[Stored data]
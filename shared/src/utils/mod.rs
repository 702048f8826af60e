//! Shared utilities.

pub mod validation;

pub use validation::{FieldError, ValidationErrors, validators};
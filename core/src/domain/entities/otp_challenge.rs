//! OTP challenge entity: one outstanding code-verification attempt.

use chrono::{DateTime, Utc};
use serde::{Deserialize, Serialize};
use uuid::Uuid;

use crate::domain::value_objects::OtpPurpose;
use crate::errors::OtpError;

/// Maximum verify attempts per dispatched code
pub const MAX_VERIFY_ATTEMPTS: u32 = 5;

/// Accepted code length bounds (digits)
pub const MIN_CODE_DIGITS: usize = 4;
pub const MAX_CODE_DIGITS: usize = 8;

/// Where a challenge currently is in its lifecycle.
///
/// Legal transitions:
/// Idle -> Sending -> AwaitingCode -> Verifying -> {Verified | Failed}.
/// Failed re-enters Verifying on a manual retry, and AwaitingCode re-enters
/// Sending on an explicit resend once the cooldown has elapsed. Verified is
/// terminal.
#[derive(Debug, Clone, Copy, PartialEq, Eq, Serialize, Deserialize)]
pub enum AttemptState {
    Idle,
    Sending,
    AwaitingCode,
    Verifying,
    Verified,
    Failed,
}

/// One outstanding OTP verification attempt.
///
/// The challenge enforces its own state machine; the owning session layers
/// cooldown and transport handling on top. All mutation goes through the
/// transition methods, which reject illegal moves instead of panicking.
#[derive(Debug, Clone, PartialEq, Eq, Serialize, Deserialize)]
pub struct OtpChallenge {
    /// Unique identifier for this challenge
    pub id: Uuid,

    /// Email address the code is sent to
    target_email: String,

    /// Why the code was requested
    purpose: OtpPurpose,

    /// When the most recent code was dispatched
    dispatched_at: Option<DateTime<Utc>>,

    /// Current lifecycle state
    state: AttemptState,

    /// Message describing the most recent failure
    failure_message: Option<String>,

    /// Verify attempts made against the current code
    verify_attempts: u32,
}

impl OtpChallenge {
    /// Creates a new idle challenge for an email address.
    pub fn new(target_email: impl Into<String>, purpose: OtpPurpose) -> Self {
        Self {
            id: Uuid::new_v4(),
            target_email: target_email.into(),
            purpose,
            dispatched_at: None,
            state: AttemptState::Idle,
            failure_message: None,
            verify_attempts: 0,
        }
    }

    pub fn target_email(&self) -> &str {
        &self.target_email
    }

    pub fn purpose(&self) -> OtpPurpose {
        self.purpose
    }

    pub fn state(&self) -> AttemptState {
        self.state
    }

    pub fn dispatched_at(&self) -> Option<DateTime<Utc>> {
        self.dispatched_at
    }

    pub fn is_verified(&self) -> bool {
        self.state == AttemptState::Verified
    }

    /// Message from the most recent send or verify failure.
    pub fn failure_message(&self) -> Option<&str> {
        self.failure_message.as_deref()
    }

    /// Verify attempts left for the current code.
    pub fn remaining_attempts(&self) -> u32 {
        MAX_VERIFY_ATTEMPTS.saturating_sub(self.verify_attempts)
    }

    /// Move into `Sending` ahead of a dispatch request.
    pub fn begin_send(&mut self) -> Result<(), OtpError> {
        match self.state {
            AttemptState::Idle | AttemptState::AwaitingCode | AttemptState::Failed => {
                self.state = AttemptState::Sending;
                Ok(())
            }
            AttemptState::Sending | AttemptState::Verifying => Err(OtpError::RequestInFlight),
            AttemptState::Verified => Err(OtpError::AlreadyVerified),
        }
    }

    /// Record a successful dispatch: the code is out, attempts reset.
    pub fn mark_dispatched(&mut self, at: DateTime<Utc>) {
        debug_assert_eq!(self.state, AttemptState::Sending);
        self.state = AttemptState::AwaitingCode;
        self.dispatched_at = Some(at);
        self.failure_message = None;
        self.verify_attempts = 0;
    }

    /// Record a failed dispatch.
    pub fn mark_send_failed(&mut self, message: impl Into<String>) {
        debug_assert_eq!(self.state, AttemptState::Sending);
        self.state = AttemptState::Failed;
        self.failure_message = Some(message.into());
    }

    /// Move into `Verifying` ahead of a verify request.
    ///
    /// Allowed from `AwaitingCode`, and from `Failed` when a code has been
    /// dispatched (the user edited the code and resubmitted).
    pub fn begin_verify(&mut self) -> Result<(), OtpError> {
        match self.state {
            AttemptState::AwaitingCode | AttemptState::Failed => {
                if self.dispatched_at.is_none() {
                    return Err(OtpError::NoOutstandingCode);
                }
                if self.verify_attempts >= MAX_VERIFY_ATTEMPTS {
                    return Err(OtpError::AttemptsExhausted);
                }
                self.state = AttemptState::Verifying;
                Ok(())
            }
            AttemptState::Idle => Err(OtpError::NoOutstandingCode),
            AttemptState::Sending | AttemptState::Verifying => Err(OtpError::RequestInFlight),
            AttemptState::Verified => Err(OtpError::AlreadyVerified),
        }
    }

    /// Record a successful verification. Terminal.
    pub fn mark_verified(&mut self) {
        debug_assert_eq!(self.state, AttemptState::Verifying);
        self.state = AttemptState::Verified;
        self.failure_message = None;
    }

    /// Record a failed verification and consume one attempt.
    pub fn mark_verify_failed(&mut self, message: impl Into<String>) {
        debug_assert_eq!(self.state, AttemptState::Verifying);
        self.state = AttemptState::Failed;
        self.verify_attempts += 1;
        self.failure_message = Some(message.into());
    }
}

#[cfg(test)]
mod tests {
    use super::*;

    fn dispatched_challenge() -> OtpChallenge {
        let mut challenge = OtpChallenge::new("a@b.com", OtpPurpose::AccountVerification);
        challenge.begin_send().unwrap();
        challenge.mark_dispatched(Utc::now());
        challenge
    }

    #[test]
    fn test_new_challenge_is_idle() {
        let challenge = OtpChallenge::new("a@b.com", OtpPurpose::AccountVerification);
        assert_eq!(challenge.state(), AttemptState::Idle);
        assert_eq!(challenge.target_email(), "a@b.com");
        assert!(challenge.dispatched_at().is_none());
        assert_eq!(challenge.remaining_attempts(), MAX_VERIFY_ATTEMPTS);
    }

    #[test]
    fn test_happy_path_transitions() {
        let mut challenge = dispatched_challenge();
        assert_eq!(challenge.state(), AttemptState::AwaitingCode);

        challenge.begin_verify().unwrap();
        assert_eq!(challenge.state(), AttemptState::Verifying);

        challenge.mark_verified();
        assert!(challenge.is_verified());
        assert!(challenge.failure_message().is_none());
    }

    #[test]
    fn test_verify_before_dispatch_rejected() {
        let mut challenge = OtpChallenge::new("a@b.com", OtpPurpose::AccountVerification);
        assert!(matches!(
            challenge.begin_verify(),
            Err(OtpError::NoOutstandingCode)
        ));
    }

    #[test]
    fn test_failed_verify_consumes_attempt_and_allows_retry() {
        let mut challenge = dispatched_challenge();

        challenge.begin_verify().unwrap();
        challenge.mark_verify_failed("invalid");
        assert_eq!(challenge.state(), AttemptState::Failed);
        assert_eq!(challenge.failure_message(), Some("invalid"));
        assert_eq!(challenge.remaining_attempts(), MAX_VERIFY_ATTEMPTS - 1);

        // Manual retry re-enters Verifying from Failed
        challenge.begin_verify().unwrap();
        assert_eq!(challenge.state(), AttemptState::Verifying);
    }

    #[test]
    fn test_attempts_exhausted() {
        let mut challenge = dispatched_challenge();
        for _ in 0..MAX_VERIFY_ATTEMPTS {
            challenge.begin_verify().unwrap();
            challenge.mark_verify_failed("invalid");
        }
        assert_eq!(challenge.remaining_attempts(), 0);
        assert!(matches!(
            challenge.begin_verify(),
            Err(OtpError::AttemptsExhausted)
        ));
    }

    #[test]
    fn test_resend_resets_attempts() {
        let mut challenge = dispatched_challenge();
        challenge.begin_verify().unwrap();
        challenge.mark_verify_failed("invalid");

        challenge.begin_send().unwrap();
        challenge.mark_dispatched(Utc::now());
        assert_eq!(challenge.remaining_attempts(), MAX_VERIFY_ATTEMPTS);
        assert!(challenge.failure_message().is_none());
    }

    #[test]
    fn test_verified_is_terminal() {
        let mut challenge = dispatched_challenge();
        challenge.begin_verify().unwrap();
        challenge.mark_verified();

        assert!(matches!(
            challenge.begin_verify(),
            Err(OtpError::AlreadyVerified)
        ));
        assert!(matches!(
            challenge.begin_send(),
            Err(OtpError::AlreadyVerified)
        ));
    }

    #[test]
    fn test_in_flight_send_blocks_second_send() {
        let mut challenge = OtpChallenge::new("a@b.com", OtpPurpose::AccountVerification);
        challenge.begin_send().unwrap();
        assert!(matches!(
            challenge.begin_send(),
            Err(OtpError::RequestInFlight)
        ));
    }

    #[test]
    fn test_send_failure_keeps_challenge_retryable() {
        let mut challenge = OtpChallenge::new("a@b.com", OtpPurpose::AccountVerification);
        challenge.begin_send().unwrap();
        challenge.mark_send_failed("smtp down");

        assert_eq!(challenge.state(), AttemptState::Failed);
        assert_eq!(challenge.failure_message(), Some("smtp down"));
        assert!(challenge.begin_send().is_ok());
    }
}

WORK INSTRUCTIONS:
Take the lines from the first line of the records through the line holding "per dispatched code", both included, and please reproduce them exactly with nothing added.

WRITTEN RESPONSE:
filename shared/src/utils/mod.rs
repository 702048f8826af60e
//! Shared utilities.

pub mod validation;

pub use validation::{FieldError, ValidationErrors, validators};
filename core/src/domain/entities/otp_challenge.rs
//! OTP challenge entity: one outstanding code-verification attempt.

use chrono::{DateTime, Utc};
use serde::{Deserialize, Serialize};
use uuid::Uuid;

use crate::domain::value_objects::OtpPurpose;
use crate::errors::OtpError;

/// Maximum verify attempts per dispatched code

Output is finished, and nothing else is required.